EXERCISE PROMPT - Print the records exactly as they are written.

MATERIAL SUPPLIED -
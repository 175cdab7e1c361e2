//! Simple flows: large stage boxes with a single description line each.

use folio_core::{
    draw::StrokeDefinition,
    geometry::{Bounds, Point},
};

use super::{
    BOX_BORDER_COLOR, BOX_TEXT_COLOR, CONNECTOR_COLOR, fixed_color, resolve_color,
    scene::{Frame, LabelStyle, Scene, SceneBox, SceneLabel},
};
use crate::{error::FolioError, model::FlowDiagram};

const BOX_WIDTH: f32 = 1.8;
const BOX_HEIGHT: f32 = 0.8;
const BOX_BOTTOM: f32 = 0.3;
const SPACING: f32 = 2.8;
const START_X: f32 = 1.5;
const NAME_Y: f32 = 0.85;
const DESCRIPTION_Y: f32 = 0.5;
const GLYPH_Y: f32 = 0.7;
const RIGHT_PADDING: f32 = 0.5;
const TOP: f32 = 1.5;
const HEIGHT: u32 = 180;

/// Lays out a flow diagram.
///
/// # Errors
///
/// Returns [`FolioError::Layout`] for a flow without stages or with an
/// unknown color.
pub fn layout_flow(diagram: &FlowDiagram) -> Result<Scene, FolioError> {
    let positions: Vec<f32> = (0..diagram.stages.len())
        .map(|i| START_X + i as f32 * SPACING)
        .collect();
    let Some(&last_x) = positions.last() else {
        return Err(FolioError::Layout("flow diagram has no stages".to_string()));
    };

    let frame = Frame::new(
        (0.0, last_x + BOX_WIDTH / 2.0 + RIGHT_PADDING),
        (0.0, TOP),
        HEIGHT,
    )?;
    let mut scene = Scene::new(diagram.title.clone(), frame);

    let text_color = fixed_color(BOX_TEXT_COLOR)?;
    let border = StrokeDefinition::solid(fixed_color(BOX_BORDER_COLOR)?, 3.0);
    let name_style = LabelStyle::new(13, text_color).bold();
    let description_style = LabelStyle::new(10, text_color);

    for (stage, &x) in diagram.stages.iter().zip(&positions) {
        scene.push_box(SceneBox {
            bounds: Bounds::new_from_ranges(
                x - BOX_WIDTH / 2.0,
                x + BOX_WIDTH / 2.0,
                BOX_BOTTOM,
                BOX_BOTTOM + BOX_HEIGHT,
            ),
            fill: resolve_color(&stage.color, &format!("stage `{}`", stage.name))?,
            border: border.clone(),
            opacity: 1.0,
        });
        scene.push_label(SceneLabel::new(
            Point::new(x, NAME_Y),
            stage.name.clone(),
            name_style.clone(),
        ));
        scene.push_label(SceneLabel::new(
            Point::new(x, DESCRIPTION_Y),
            stage.description.clone(),
            description_style.clone(),
        ));
    }

    let glyph_style = LabelStyle::new(32, fixed_color(CONNECTOR_COLOR)?);
    for pair in positions.windows(2) {
        scene.push_label(SceneLabel::new(
            Point::new((pair[0] + pair[1]) / 2.0, GLYPH_Y),
            "→",
            glyph_style.clone(),
        ));
    }

    Ok(scene)
}

#[cfg(test)]
mod tests {
    use float_cmp::assert_approx_eq;

    use super::*;
    use crate::model::FlowStage;

    fn stage(name: &str, description: &str) -> FlowStage {
        FlowStage {
            name: name.to_string(),
            description: description.to_string(),
            color: "teal".to_string(),
        }
    }

    #[test]
    fn test_flow_layout() {
        let diagram = FlowDiagram {
            title: "Flow".to_string(),
            stages: vec![
                stage("Input", "Raw coordinates"),
                stage("Process", "Feature extraction"),
            ],
        };
        let scene = layout_flow(&diagram).unwrap();

        assert_eq!(scene.boxes().len(), 2);
        let second = scene.boxes()[1].bounds;
        assert_approx_eq!(f32, second.center().x(), 4.3, epsilon = 1e-5);
        assert_approx_eq!(f32, second.min_y(), 0.3, epsilon = 1e-5);
        assert_approx_eq!(f32, second.max_y(), 1.1, epsilon = 1e-5);
        assert_approx_eq!(f32, second.width(), 1.8, epsilon = 1e-5);

        let frame = scene.frame();
        assert_approx_eq!(f32, frame.x_range().1, 4.3 + 0.9 + 0.5, epsilon = 1e-5);
        assert_approx_eq!(f32, frame.y_range().1, 1.5);
        assert_eq!(frame.height(), 180);

        let texts: Vec<&str> = scene.labels().iter().map(|l| l.text.as_str()).collect();
        assert_eq!(
            texts,
            vec!["Input", "Raw coordinates", "Process", "Feature extraction", "→"]
        );
        let glyph = &scene.labels()[4];
        assert_approx_eq!(f32, glyph.position.x(), 2.9, epsilon = 1e-5);
        assert_eq!(glyph.style.font_size, 32);
    }

    #[test]
    fn test_empty_flow_is_an_error() {
        let diagram = FlowDiagram {
            title: String::new(),
            stages: Vec::new(),
        };
        assert!(layout_flow(&diagram).is_err());
    }
}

TASK RESULT -
repository 175cdab7e1c361e2
//! Simple flows: large stage boxes with a single description line each.

use folio_core::{
    draw::StrokeDefinition,
    geometry::{Bounds, Point},
};

use super::{
    BOX_BORDER_COLOR, BOX_TEXT_COLOR, CONNECTOR_COLOR, fixed_color, resolve_color,
    scene::{Frame, LabelStyle, Scene, SceneBox, SceneLabel},
};
use crate::{error::FolioError, model::FlowDiagram};

const BOX_WIDTH: f32 = 1.8;
const BOX_HEIGHT: f32 = 0.8;
const BOX_BOTTOM: f32 = 0.3;
const SPACING: f32 = 2.8;
const START_X: f32 = 1.5;
const NAME_Y: f32 = 0.85;
const DESCRIPTION_Y: f32 = 0.5;
const GLYPH_Y: f32 = 0.7;
const RIGHT_PADDING: f32 = 0.5;
const TOP: f32 = 1.5;
const HEIGHT: u32 = 180;

/// Lays out a flow diagram.
///
/// # Errors
///
/// Returns [`FolioError::Layout`] for a flow without stages or with an
/// unknown color.
pub fn layout_flow(diagram: &FlowDiagram) -> Result<Scene, FolioError> {
    let positions: Vec<f32> = (0..diagram.stages.len())
        .map(|i| START_X + i as f32 * SPACING)
        .collect();
    let Some(&last_x) = positions.last() else {
        return Err(FolioError::Layout("flow diagram has no stages".to_string()));
    };

    let frame = Frame::new(
        (0.0, last_x + BOX_WIDTH / 2.0 + RIGHT_PADDING),
        (0.0, TOP),
        HEIGHT,
    )?;
    let mut scene = Scene::new(diagram.title.clone(), frame);

    let text_color = fixed_color(BOX_TEXT_COLOR)?;
    let border = StrokeDefinition::solid(fixed_color(BOX_BORDER_COLOR)?, 3.0);
    let name_style = LabelStyle::new(13, text_color).bold();
    let description_style = LabelStyle::new(10, text_color);

    for (stage, &x) in diagram.stages.iter().zip(&positions) {
        scene.push_box(SceneBox {
            bounds: Bounds::new_from_ranges(
                x - BOX_WIDTH / 2.0,
                x + BOX_WIDTH / 2.0,
                BOX_BOTTOM,
                BOX_BOTTOM + BOX_HEIGHT,
            ),
            fill: resolve_color(&stage.color, &format!("stage `{}`", stage.name))?,
            border: border.clone(),
            opacity: 1.0,
        });
        scene.push_label(SceneLabel::new(
            Point::new(x, NAME_Y),
            stage.name.clone(),
            name_style.clone(),
        ));
        scene.push_label(SceneLabel::new(
            Point::new(x, DESCRIPTION_Y),
            stage.description.clone(),
            description_style.clone(),
        ));
    }

    let glyph_style = LabelStyle::new(32, fixed_color(CONNECTOR_COLOR)?);
    for pair in positions.windows(2) {
        scene.push_label(SceneLabel::new(
            Point::new((pair[0] + pair[1]) / 2.0, GLYPH_Y),
            "→",
            glyph_style.clone(),
        ));
    }

    Ok(scene)
}

#[cfg(test)]
mod tests {
    use float_cmp::assert_approx_eq;

    use super::*;
    use crate::model::FlowStage;

    fn stage(name: &str, description: &str) -> FlowStage {
        FlowStage {
            name: name.to_string(),
            description: description.to_string(),
            color: "teal".to_string(),
        }
    }

    #[test]
    fn test_flow_layout() {
        let diagram = FlowDiagram {
            title: "Flow".to_string(),
            stages: vec![
                stage("Input", "Raw coordinates"),
                stage("Process", "Feature extraction"),
            ],
        };
        let scene = layout_flow(&diagram).unwrap();

        assert_eq!(scene.boxes().len(), 2);
        let second = scene.boxes()[1].bounds;
        assert_approx_eq!(f32, second.center().x(), 4.3, epsilon = 1e-5);
        assert_approx_eq!(f32, second.min_y(), 0.3, epsilon = 1e-5);
        assert_approx_eq!(f32, second.max_y(), 1.1, epsilon = 1e-5);
        assert_approx_eq!(f32, second.width(), 1.8, epsilon = 1e-5);

        let frame = scene.frame();
        assert_approx_eq!(f32, frame.x_range().1, 4.3 + 0.9 + 0.5, epsilon = 1e-5);
        assert_approx_eq!(f32, frame.y_range().1, 1.5);
        assert_eq!(frame.height(), 180);

        let texts: Vec<&str> = scene.labels().iter().map(|l| l.text.as_str()).collect();
        assert_eq!(
            texts,
            vec!["Input", "Raw coordinates", "Process", "Feature extraction", "→"]
        );
        let glyph = &scene.labels()[4];
        assert_approx_eq!(f32, glyph.position.x(), 2.9, epsilon = 1e-5);
        assert_eq!(glyph.style.font_size, 32);
    }

    #[test]
    fn test_empty_flow_is_an_error() {
        let diagram = FlowDiagram {
            title: String::new(),
            stages: Vec::new(),
        };
        assert!(layout_flow(&diagram).is_err());
    }
}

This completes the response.